Wells Fargo Bank, N.A. v. Rieth-Riley Construction Co., 38 N.E.3d 666 (Ind. App. 2015).

Facts: Woodmar Hammond LLC (“Woodmar”) held title to Lot 1 of the Woodmar Shopping Center in Hammond, Indiana. In August of 2007, Wells Fargo loaned Woodmar $6,200,000 to refinance Lot 1. Woodmar, through execution of a promissory note, promised to repay the principal plus interest by April 30, 2011. Woodmar also executed a first mortgage lien on its rights to Lot 1 for Wells Fargo, which was recorded on January 8, 2008. On April 30, 2011, Woodmar defaulted by failing to pay the principal balance on the loan.

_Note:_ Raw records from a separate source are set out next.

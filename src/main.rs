use anyhow::{Context, Result};
use std::sync::Arc;
use tokio::signal;
use tracing::{debug, info};

use fluxgate::{ChannelArchiveWriter, Proxy, ProxyRuntimeBuilder, ProxySettings};

/// Archive events buffered before new ones are dropped
const ARCHIVE_QUEUE: usize = 1024;

#[tokio::main]
async fn main() -> Result<()> {
    init_tracing();
    info!("Starting {} {}", fluxgate::NAME, fluxgate::VERSION);

    let settings = match std::env::var("FLUXGATE_CONFIG") {
        Ok(path) => ProxySettings::from_file(&path)
            .with_context(|| format!("Failed to load configuration from {}", path))?,
        Err(_) => ProxySettings::from_env()?,
    };
    info!(
        bound_points = ?settings.bound_points,
        connection_per_host = settings.connection_per_host,
        skip_ssl_decryption = settings.skip_global_ssl_decryption,
        "Configuration loaded"
    );

    let (archive, mut events) = ChannelArchiveWriter::new(ARCHIVE_QUEUE);
    tokio::spawn(async move {
        while let Some(event) = events.recv().await {
            match serde_json::to_string(&event) {
                Ok(json) => debug!(target: "fluxgate::archive", "{}", json),
                Err(e) => debug!(target: "fluxgate::archive", error = %e, "Unserializable archive event"),
            }
        }
    });

    let runtime = ProxyRuntimeBuilder::new(settings)
        .archive(Arc::new(archive))
        .build()
        .context("Failed to build proxy runtime")?;

    let mut proxy = Proxy::new(runtime);
    let endpoints = proxy.start().await.context("Failed to start proxy")?;
    info!(endpoints = ?endpoints, "Proxy started");

    let stopped = proxy.shutdown_token();
    tokio::select! {
        _ = shutdown_signal() => {}
        _ = stopped.cancelled() => {
            info!("Proxy stopped accepting connections");
        }
    }

    proxy.shutdown().await;
    Ok(())
}

fn init_tracing() {
    let filter = tracing_subscriber::EnvFilter::from_default_env()
        .add_directive(tracing::Level::INFO.into());
    let json = std::env::var("FLUXGATE_LOG_JSON")
        .map(|v| v.eq_ignore_ascii_case("true") || v == "1")
        .unwrap_or(false);

    if json {
        tracing_subscriber::fmt()
            .with_env_filter(filter)
            .json()
            .init();
    } else {
        tracing_subscriber::fmt().with_env_filter(filter).init();
    }
}

/// Graceful shutdown signal handler
async fn shutdown_signal() {
    let ctrl_c = async {
        signal::ctrl_c()
            .await
            .expect("Failed to install Ctrl+C handler");
    };

    #[cfg(unix)]
    let terminate = async {
        signal::unix::signal(signal::unix::SignalKind::terminate())
            .expect("Failed to install signal handler")
            .recv()
            .await;
    };

    #[cfg(not(unix))]
    let terminate = std::future::pending::<()>();

    tokio::select! {
        _ = ctrl_c => {
            info!("Received SIGINT (Ctrl+C)");
        },
        _ = terminate => {
            info!("Received SIGTERM");
        },
    }
}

In November 2011, Woodmar hired Rieth-Riley to provide paving services to improve the parking lot of Lot 1. Woodmar failed to make payments for their services. As a result, Rieth-Riley filed a mechanics' lien against Lot 1 for $251,800 in February 2012. On February 4, 2013, Rieth-Riley filed a complaint for breach of contract and sought to foreclose its mechanics' lien. The complaint listed Wells Fargo as a defendant and stated that the mechanics' lien had priority over the mortgage. Wells Fargo filed to foreclose the mortgage shortly thereafter.

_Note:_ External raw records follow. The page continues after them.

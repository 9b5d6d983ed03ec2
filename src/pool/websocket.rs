//! WebSocket pool
//!
//! Every upgrade gets its own connection. The handshake is forwarded with its
//! `Connection`/`Upgrade` fields intact and ALPN pinned to HTTP/1.1; on `101`
//! the raw streams are handed to the exchange for splicing, otherwise the
//! response is framed like any HTTP/1.1 response.

use std::sync::Arc;
use tracing::debug;

use crate::authority::Authority;
use crate::error::ProxyError;
use crate::establish::ConnectionBuilder;
use crate::exchange::{AlpnProtocol, Exchange, Response};
use crate::http::body::Body;
use crate::http::h11::{self, H11Options};
use crate::stream::{split_stream, ConnectionReader, UpgradedLink};

pub struct WebSocketConnectionPool {
    authority: Authority,
    connections: Arc<ConnectionBuilder>,
    options: H11Options,
}

impl WebSocketConnectionPool {
    pub fn new(authority: Authority, connections: Arc<ConnectionBuilder>, options: H11Options) -> Self {
        Self {
            authority,
            connections,
            options,
        }
    }

    pub fn authority(&self) -> &Authority {
        &self.authority
    }

    pub async fn send(&self, exchange: &mut Exchange) -> Result<(), ProxyError> {
        let result = self.upgrade(exchange).await;
        if let Err(e) = &result {
            exchange.completion().fail(e.to_string());
        }
        result
    }

    async fn upgrade(&self, exchange: &mut Exchange) -> Result<(), ProxyError> {
        exchange.context.ssl_application_protocols = Some(vec![AlpnProtocol::Http11]);
        let result = self
            .connections
            .open(
                &self.authority,
                &mut exchange.context,
                Some(&exchange.metrics),
                true,
            )
            .await?;

        result.connection.increment_requests();
        exchange.connection = Some(result.connection.clone());
        let (reader, mut writer) = split_stream(result.stream);
        let mut reader = ConnectionReader::new(reader);

        h11::send_request(exchange, &mut writer, &self.options, false).await?;
        let header = h11::read_response_header(exchange, &mut reader, &self.options).await?;

        if header.status_code() == 101 {
            debug!(
                exchange_id = exchange.id,
                connection_id = result.connection.id,
                "WebSocket upgrade accepted"
            );
            exchange.response = Some(Response {
                header,
                body: Body::empty(),
            });
            exchange.upgrade = Some(UpgradedLink { reader, writer });
            exchange.completion().complete(true);
            return Ok(());
        }

        debug!(
            exchange_id = exchange.id,
            status = header.status_code(),
            "WebSocket upgrade refused by remote"
        );
        // Plain response; the connection is not reused
        let _ = h11::frame_response(exchange, header, reader);
        Ok(())
    }
}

After cross-complaints, counterclaims, and third-party complaints, the trial court granted Wells Fargo’s motion for summary judgment because their lien on the property had priority. The trial court also noted that Wells Fargo was empowered to bid for the property with the judgement amount to be credited with the amount bid by Wells Fargo.

On June 6, 2014, Rieth-Riley filed a motion to clarify and/or correct error. It stated that allowing Wells Fargo a credit bid for Lot 1 would deprive Reith-Riley of any recovery, because there would likely be no cash in the pot to distribute following the sale. On October 3, 2014, the trial court ruled in favor of Rieth-Riley’s breach of contract claim and awarded them $337,370 plus interest. Wells Fargo’s lien would remain the highest priority but would have to provide Rieth-Riley their award in cash once a bid reached that total. Wells Fargo appealed.

Holding: Reversed and remanded. The appeals court first looked at Indiana statute to determine the priority of encumbrances on the land. The statute states that a mortgage takes priority according to the time of its filing. I.C. § 32-21-4-1(b). Wells Fargo recorded the mortgage in January 2009, and Rieth-Riley recorded it mechanics' lien in February 2012. Mechanics' liens, however, date back to the time of the service. In this case, they performed their services in November 2011. The court determined that Wells Fargo’s lien held priority over the mechanics' lien.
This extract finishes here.